The syndrome caused by mutations in the NFU1 gene is a multisystem disorder characterized by

early-onset encephalopathy with neurological regression, pulmonary hypertension, and hyperglycinemia. However, later-onset cases have also been described mainly characterized by spastic paraplegia and varying degrees of neurodevelopmental delay.
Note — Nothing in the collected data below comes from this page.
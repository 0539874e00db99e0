//! Sample products: the fixed demo set and a random generator for bulk catalogs.

use crate::model::ProductCreate;
use fake::faker::lorem::en::Sentence;
use fake::Fake;
use rand::rngs::StdRng;
use rand::{Rng, SeedableRng};

/// Prefix of every seeded product ID.
pub const SEED_ID_PREFIX: &str = "seed-";

/// Category vocabulary for generated products.
pub const CATEGORIES: &[&str] = &[
    "Electronics",
    "Home",
    "Sports",
    "Outdoors",
    "Health",
    "Beauty",
    "Automotive",
    "Toys",
    "Books",
];

const ADJECTIVES: &[&str] = &[
    "Compact", "Deluxe", "Ergonomic", "Rustic", "Sleek", "Smart", "Practical", "Rugged",
    "Portable", "Premium", "Classic", "Modern",
];

const MATERIALS: &[&str] = &[
    "Steel", "Wooden", "Cotton", "Leather", "Bamboo", "Granite", "Plastic", "Rubber",
    "Carbon", "Glass", "Wool", "Aluminum",
];

const NOUNS: &[&str] = &[
    "Chair", "Lamp", "Backpack", "Bottle", "Keyboard", "Headphones", "Table", "Jacket",
    "Watch", "Speaker", "Blender", "Tent", "Helmet", "Notebook",
];

/// The curated records written before any generated ones.
pub fn base_products() -> Vec<ProductCreate> {
    vec![
        ProductCreate::new(
            "Laptop Pro 15",
            "High-performance laptop with 16GB RAM and 512GB SSD",
            1299.99,
            "Electronics",
            50,
        )
        .with_id("seed-1"),
        ProductCreate::new(
            "Wireless Mouse",
            "Ergonomic wireless mouse with long battery life",
            29.99,
            "Electronics",
            200,
        )
        .with_id("seed-2"),
        ProductCreate::new(
            "Office Chair",
            "Comfortable ergonomic office chair with lumbar support",
            199.99,
            "Furniture",
            30,
        )
        .with_id("seed-3"),
        ProductCreate::new(
            "Coffee Maker",
            "Automatic drip coffee maker with programmable timer",
            79.99,
            "Appliances",
            75,
        )
        .with_id("seed-4"),
        ProductCreate::new(
            "Running Shoes",
            "Lightweight running shoes with breathable mesh",
            89.99,
            "Sports",
            120,
        )
        .with_id("seed-5"),
    ]
}

/// Produces random products with `seed-<uuid>` IDs.
pub struct SampleGenerator {
    rng: StdRng,
}

impl Default for SampleGenerator {
    fn default() -> Self {
        Self {
            rng: StdRng::from_entropy(),
        }
    }
}

impl SampleGenerator {
    /// A generator with reproducible field values. IDs stay random.
    pub fn seeded(seed: u64) -> Self {
        Self {
            rng: StdRng::seed_from_u64(seed),
        }
    }

    pub fn next_id(&mut self) -> String {
        format!("{}{}", SEED_ID_PREFIX, uuid::Uuid::new_v4().simple())
    }

    pub fn next_product(&mut self, id: String) -> ProductCreate {
        let rng = &mut self.rng;
        let name = format!(
            "{} {} {}",
            pick(rng, ADJECTIVES),
            pick(rng, MATERIALS),
            pick(rng, NOUNS)
        );
        let description: String = Sentence(6..14).fake_with_rng(rng);
        let price = rng.gen_range(500..500_000) as f64 / 100.0;
        let stock = rng.gen_range(0..=1000);
        let category = pick(rng, CATEGORIES);

        ProductCreate::new(name, description, price, category, stock).with_id(id)
    }
}

fn pick<'a>(rng: &mut StdRng, items: &[&'a str]) -> &'a str {
    items[rng.gen_range(0..items.len())]
}
//! Startup, shutdown and logging setup.

pub mod catalog_service;
pub mod tracing;

pub use self::catalog_service::CatalogService;
pub use self::tracing::setup_tracing;
use catalog_store::config::CatalogConfig;
use catalog_store::lifecycle::{setup_tracing, CatalogService};
use tracing::{error, info, Instrument};

#[tokio::main]
async fn main() -> Result<(), String> {
    setup_tracing();

    let config = CatalogConfig::load().map_err(|e| e.to_string())?;
    info!(
        backend = ?config.backend,
        redis_url = %config.redis_url,
        "Starting catalog service"
    );

    let service = CatalogService::start(&config).await.map_err(|e| {
        error!(error = %e, "Failed to start catalog");
        e.to_string()
    })?;

    let span = tracing::info_span!("sample_listing");
    async {
        match service.catalog().list_products(1, 5, "", "").await {
            Ok(page) => {
                info!(total = page.total, "Cheapest products");
                for product in &page.products {
                    info!(id = %product.id, name = %product.name, price = product.price, "Product");
                }
            }
            Err(e) => error!(error = %e, "Sample listing failed"),
        }
    }
    .instrument(span)
    .await;

    info!("Catalog service is running; press Ctrl-C to stop");
    if let Err(e) = tokio::signal::ctrl_c().await {
        error!(error = %e, "Failed to listen for shutdown signal");
    }

    service.shutdown().await.map_err(|e| e.to_string())
}
//! # In-Memory Search Index
//!
//! Actor-backed [`SearchIndex`] with RediSearch-like semantics, used by tests and the
//! in-memory backend:
//!
//! - every query term must equal (case-insensitively) a whole term of at least one
//!   text field, with both sides split by [`tokenize`]. Unlike RediSearch, terms are
//!   not stemmed;
//! - tag filters compare the raw field value exactly;
//! - results are ordered by the requested numeric field, ties broken by key;
//! - `total` counts the whole match set before `offset`/`limit` are applied.

use super::{
    tokenize, FieldKind, FieldValue, IndexDocument, IndexSchema, SearchHits, SearchIndex,
    SearchQuery,
};
use crate::error::IndexError;
use async_trait::async_trait;
use std::collections::BTreeMap;
use tokio::sync::{mpsc, oneshot};
use tracing::{debug, info};

type Response<T> = oneshot::Sender<Result<T, IndexError>>;

#[derive(Debug)]
enum IndexRequest {
    EnsureIndex {
        respond_to: Response<()>,
    },
    Index {
        doc: IndexDocument,
        respond_to: Response<()>,
    },
    Search {
        query: SearchQuery,
        respond_to: Response<SearchHits>,
    },
    Close {
        respond_to: Response<()>,
    },
}

/// The server half: owns the documents.
pub struct MemoryIndex {
    receiver: mpsc::Receiver<IndexRequest>,
    schema: IndexSchema,
    created: bool,
    documents: BTreeMap<String, IndexDocument>,
}

impl MemoryIndex {
    pub fn new(buffer_size: usize, schema: IndexSchema) -> (Self, MemoryIndexClient) {
        let (sender, receiver) = mpsc::channel(buffer_size.max(1));
        let actor = Self {
            receiver,
            schema,
            created: false,
            documents: BTreeMap::new(),
        };
        (actor, MemoryIndexClient { sender })
    }

    /// Spawns the actor and returns its client.
    pub fn spawn(
        buffer_size: usize,
        schema: IndexSchema,
    ) -> (MemoryIndexClient, tokio::task::JoinHandle<()>) {
        let (actor, client) = Self::new(buffer_size, schema);
        (client, tokio::spawn(actor.run()))
    }

    /// Processes requests until a close request arrives or every client is dropped.
    pub async fn run(mut self) {
        info!("Memory index started");

        while let Some(msg) = self.receiver.recv().await {
            match msg {
                IndexRequest::EnsureIndex { respond_to } => {
                    if self.created {
                        debug!("Index already exists");
                    }
                    self.created = true;
                    let _ = respond_to.send(Ok(()));
                }
                IndexRequest::Index { doc, respond_to } => {
                    self.documents.insert(doc.key.clone(), doc);
                    let _ = respond_to.send(Ok(()));
                }
                IndexRequest::Search { query, respond_to } => {
                    let _ = respond_to.send(self.search(&query));
                }
                IndexRequest::Close { respond_to } => {
                    debug!("Close requested");
                    let _ = respond_to.send(Ok(()));
                    break;
                }
            }
        }

        info!(size = self.documents.len(), "Memory index shutdown");
    }

    fn search(&self, query: &SearchQuery) -> Result<SearchHits, IndexError> {
        if !self.created {
            return Err(IndexError::Query("no such index".to_string()));
        }
        for (field, _) in &query.tag_filters {
            if !self.schema.field(field).is_some_and(|f| f.filterable) {
                return Err(IndexError::Query(format!("unknown tag field: {field}")));
            }
        }
        if let Some(sort) = &query.sort {
            if !self.schema.field(&sort.field).is_some_and(|f| f.sortable) {
                return Err(IndexError::Query(format!("field not sortable: {}", sort.field)));
            }
        }

        let terms = tokenize(&query.text);

        let mut matches: Vec<&IndexDocument> = self
            .documents
            .values()
            .filter(|doc| self.matches_terms(doc, &terms))
            .filter(|doc| {
                query.tag_filters.iter().all(|(field, value)| {
                    matches!(doc.get(field), Some(FieldValue::Text(v)) if v == value)
                })
            })
            .collect();

        if let Some(sort) = &query.sort {
            matches.sort_by(|a, b| {
                let ord = numeric(a, &sort.field)
                    .total_cmp(&numeric(b, &sort.field))
                    .then_with(|| a.key.cmp(&b.key));
                if sort.descending {
                    ord.reverse()
                } else {
                    ord
                }
            });
        }

        let total = matches.len();
        let keys = matches
            .into_iter()
            .skip(query.offset)
            .take(query.limit)
            .map(|doc| doc.key.clone())
            .collect();
        Ok(SearchHits { keys, total })
    }

    fn matches_terms(&self, doc: &IndexDocument, terms: &[String]) -> bool {
        if terms.is_empty() {
            return true;
        }
        let doc_terms: Vec<String> = self
            .schema
            .fields
            .iter()
            .filter(|f| f.kind == FieldKind::Text)
            .filter_map(|f| match doc.get(&f.name) {
                Some(FieldValue::Text(v)) => Some(tokenize(v)),
                _ => None,
            })
            .flatten()
            .collect();
        terms.iter().all(|term| doc_terms.contains(term))
    }
}

fn numeric(doc: &IndexDocument, field: &str) -> f64 {
    match doc.get(field) {
        Some(FieldValue::Numeric(n)) => *n,
        _ => f64::NEG_INFINITY,
    }
}

/// A cloneable handle to a running [`MemoryIndex`].
#[derive(Clone)]
pub struct MemoryIndexClient {
    sender: mpsc::Sender<IndexRequest>,
}

impl MemoryIndexClient {
    async fn request<T>(
        &self,
        build: impl FnOnce(Response<T>) -> IndexRequest,
    ) -> Result<T, IndexError> {
        let (respond_to, response) = oneshot::channel();
        self.sender
            .send(build(respond_to))
            .await
            .map_err(|_| IndexError::Unavailable("memory index closed".to_string()))?;
        response
            .await
            .map_err(|_| IndexError::Unavailable("memory index dropped response".to_string()))?
    }
}

#[async_trait]
impl SearchIndex for MemoryIndexClient {
    async fn probe(&self) -> Result<(), IndexError> {
        if self.sender.is_closed() {
            return Err(IndexError::Unavailable("memory index closed".to_string()));
        }
        Ok(())
    }

    async fn ensure_index(&self) -> Result<(), IndexError> {
        self.request(|respond_to| IndexRequest::EnsureIndex { respond_to })
            .await
    }

    async fn index_document(&self, doc: IndexDocument) -> Result<(), IndexError> {
        self.request(|respond_to| IndexRequest::Index { doc, respond_to })
            .await
    }

    async fn search(&self, query: &SearchQuery) -> Result<SearchHits, IndexError> {
        let query = query.clone();
        self.request(|respond_to| IndexRequest::Search { query, respond_to })
            .await
    }

    async fn close(&self) -> Result<(), IndexError> {
        self.request(|respond_to| IndexRequest::Close { respond_to })
            .await
    }
}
Notably, none of the later-presenting cases  have exhibited pulmonary hypertension.

Not all individuals with a mutation in the NFU1 gene have these features.

This website was created to share and collect information about clinic, management and research projects to gather more knowledge and provide better treatment of patients with mutations in the NFU1 gene.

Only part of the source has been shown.